*ACTION ITEM*: For this exercise, restate word for word only the lines from the first line of the data to the line containing "at most once.".

*GIVEN DATA*:
=======

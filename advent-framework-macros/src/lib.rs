//! Procedural macros for `advent-framework`.

use proc_macro::TokenStream;
use proc_macro2::Span;
use quote::quote;
use syn::meta::ParseNestedMeta;
use syn::parse::Parse;
use syn::{Error, Expr, Item, ItemImpl, ItemStruct, Type, parse_macro_input};

/// Properties given to `#[solution_runner(...)]`, each accepted at most once.
#[derive(Default)]
struct RunnerProperties {
    name: Option<Expr>,
    parsed: Option<Type>,
    part_one: Option<Type>,
    part_two: Option<Type>,
}

/// Store the value of `meta` into `slot`, rejecting a second occurrence of `key`.
fn set_once<T: Parse>(slot: &mut Option<T>, key: &str, meta: &ParseNestedMeta) -> syn::Result<()> {
    if slot.is_some() {
        return Err(meta.error(format!("duplicate '{key}' property")));
    }
    *slot = Some(meta.value()?.parse()?);
    Ok(())
}

impl RunnerProperties {
    fn parse_property(&mut self, meta: &ParseNestedMeta) -> syn::Result<()> {
        let Some(key) = meta.path.get_ident().map(ToString::to_string) else {
            return Err(meta.error("expected a property name"));
        };
        match key.as_str() {
            "name" => set_once(&mut self.name, &key, meta),
            "parsed" => set_once(&mut self.parsed, &key, meta),
            "part_one" => set_once(&mut self.part_one, &key, meta),
            "part_two" => set_once(&mut self.part_two, &key, meta),
            _ => Err(meta.error(format!("unsupported solution runner property '{key}'"))),
        }
    }

    /// The runner function call matching which properties were given.
    fn solve_call(self) -> syn::Result<proc_macro2::TokenStream> {
        let missing = |key: &str| {
            Error::new(
                Span::call_site(),
                format!("missing required property: '{key}'"),
            )
        };
        let name = self.name.ok_or_else(|| missing("name"))?;
        let part_one = self.part_one.ok_or_else(|| missing("part_one"))?;

        let call = match (self.parsed, self.part_two) {
            (None, None) => quote! {
                advent_framework::runner::solve_half_solution::<#part_one>(
                    #name, input, handler, timed
                )
            },
            (None, Some(part_two)) => quote! {
                advent_framework::runner::solve_full_solution::<#part_one, #part_two>(
                    #name, input, handler, timed
                )
            },
            (Some(parsed), None) => quote! {
                advent_framework::runner::solve_parsed_half_solution::<#parsed, #part_one>(
                    #name, input, handler, timed
                )
            },
            (Some(parsed), Some(part_two)) => quote! {
                advent_framework::runner::solve_parsed_full_solution::<
                    #parsed, #part_one, #part_two
                >(#name, input, handler, timed)
            },
        };
        Ok(call)
    }
}

/// Implement `advent_framework::runner::SolutionRunner` for a struct or the self type of an
/// impl block.
///
/// # Properties
///
/// - `name` (required): expression evaluating to the display title, `&str`.
/// - `part_one` (required): type implementing `Solution<PartOne>`.
/// - `part_two`: type implementing `Solution<PartTwo>`; without it only part one runs.
/// - `parsed`: type implementing `ParseData`; without it solutions receive the raw `str`.
///
/// Unknown or repeated properties, a missing required property, or use on any other item are
/// compile errors.
///
/// ```ignore
/// #[solution_runner(name = "Day 3: Gear Ratios", parsed = Schematic, part_one = Day03, part_two = Day03)]
/// impl super::AdventOfCode2023<3> {}
/// ```
#[proc_macro_attribute]
pub fn solution_runner(args: TokenStream, input: TokenStream) -> TokenStream {
    let mut properties = RunnerProperties::default();
    let property_parser = syn::meta::parser(|meta| properties.parse_property(&meta));
    parse_macro_input!(args with property_parser);

    let solve_call = match properties.solve_call() {
        Ok(call) => call,
        Err(error) => return error.to_compile_error().into(),
    };

    let item = parse_macro_input!(input as Item);
    let self_ty: Type = match &item {
        Item::Struct(ItemStruct { ident, .. }) => syn::parse_quote!(#ident),
        Item::Impl(ItemImpl { self_ty, .. }) => (**self_ty).clone(),
        _ => {
            return Error::new(
                Span::call_site(),
                "#[solution_runner] only applies to a struct or an impl block",
            )
            .to_compile_error()
            .into();
        }
    };

    TokenStream::from(quote! {
        #item

        impl advent_framework::runner::SolutionRunner for #self_ty {
            fn run(
                input: &str,
                handler: &mut dyn advent_framework::runner::OutputHandler,
                timed: bool,
            ) -> advent_framework::DynamicResult<()> {
                #solve_call
            }
        }
    })
}
use std::collections::HashSet;

use advent_framework::parsing::{parse_input_lines, parse_with_context};
use advent_framework::runner::solution_runner;
use advent_framework::{DynamicResult, ParseData, PartOne, PartTwo, Solution};
use checked_sum::CheckedSum;
use thiserror::Error;

use crate::arithmetic::Overflow;

#[solution_runner(name = "Day 4: Scratchcards", parsed = Cards, part_one = Day04, part_two = Day04)]
impl super::AdventOfCode2023<4> {}

#[derive(Error, Debug)]
enum Day04Error {
    #[error("expected \"Card <id>:\" before the numbers")]
    MissingCardHeader,
    #[error("expected '|' between winning and scratched numbers")]
    MissingSeparator,
}

/// Only the number of matches matters once a card is parsed.
#[derive(Debug)]
struct Cards(Vec<usize>);

fn parse_numbers(list: &str) -> DynamicResult<HashSet<u32>> {
    let mut numbers = HashSet::new();
    for number in list.split_whitespace() {
        numbers.insert(parse_with_context(number)?);
    }
    Ok(numbers)
}

impl ParseData for Cards {
    fn parse(input: &str) -> DynamicResult<Self> {
        let matches = parse_input_lines(input, |_, line| -> DynamicResult<usize> {
            let (_, numbers) = line.split_once(':').ok_or(Day04Error::MissingCardHeader)?;
            let (winning, scratched) =
                numbers.split_once('|').ok_or(Day04Error::MissingSeparator)?;
            let winning = parse_numbers(winning)?;
            Ok(parse_numbers(scratched)?.intersection(&winning).count())
        })
        .collect::<Result<_, _>>()?;
        Ok(Self(matches))
    }
}

struct Day04;

/*
Part 1 scores a card 1 point for its first match, doubling for each further match.
*/

impl Solution<PartOne> for Day04 {
    type Input = Cards;
    type Output = u64;

    fn solve(input: &Self::Input) -> DynamicResult<Self::Output> {
        let points = input
            .0
            .iter()
            .filter(|&&matches| matches > 0)
            .map(|&matches| {
                u32::try_from(matches - 1)
                    .ok()
                    .and_then(|exponent| 1u64.checked_shl(exponent))
            })
            .collect::<Option<Vec<_>>>()
            .ok_or(Overflow("card points"))?;
        Ok(points
            .into_iter()
            .checked_sum()
            .ok_or(Overflow("sum of points"))?)
    }
}

/*
For part 2, a card with `n` matches wins one copy of each of the next `n` cards, and every copy
wins the same way. Copies never extend past the last card. Count all cards held at the end.
*/

impl Solution<PartTwo> for Day04 {
    type Input = Cards;
    type Output = u64;

    fn solve(input: &Self::Input) -> DynamicResult<Self::Output> {
        let mut copies = vec![1u64; input.0.len()];
        for (index, &matches) in input.0.iter().enumerate() {
            let held = copies[index];
            let won = (index + 1)..(index + 1 + matches).min(copies.len());
            for count in &mut copies[won] {
                *count = count.checked_add(held).ok_or(Overflow("card copies"))?;
            }
        }
        Ok(copies
            .into_iter()
            .checked_sum()
            .ok_or(Overflow("total cards"))?)
    }
}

=======

*SOLUTION FOR THIS EXERCISE*:
filename advent-framework-macros/src/lib.rs
//! Procedural macros for `advent-framework`.

use proc_macro::TokenStream;
use proc_macro2::Span;
use quote::quote;
use syn::meta::ParseNestedMeta;
use syn::parse::Parse;
use syn::{Error, Expr, Item, ItemImpl, ItemStruct, Type, parse_macro_input};

/// Properties given to `#[solution_runner(...)]`, each accepted at most once.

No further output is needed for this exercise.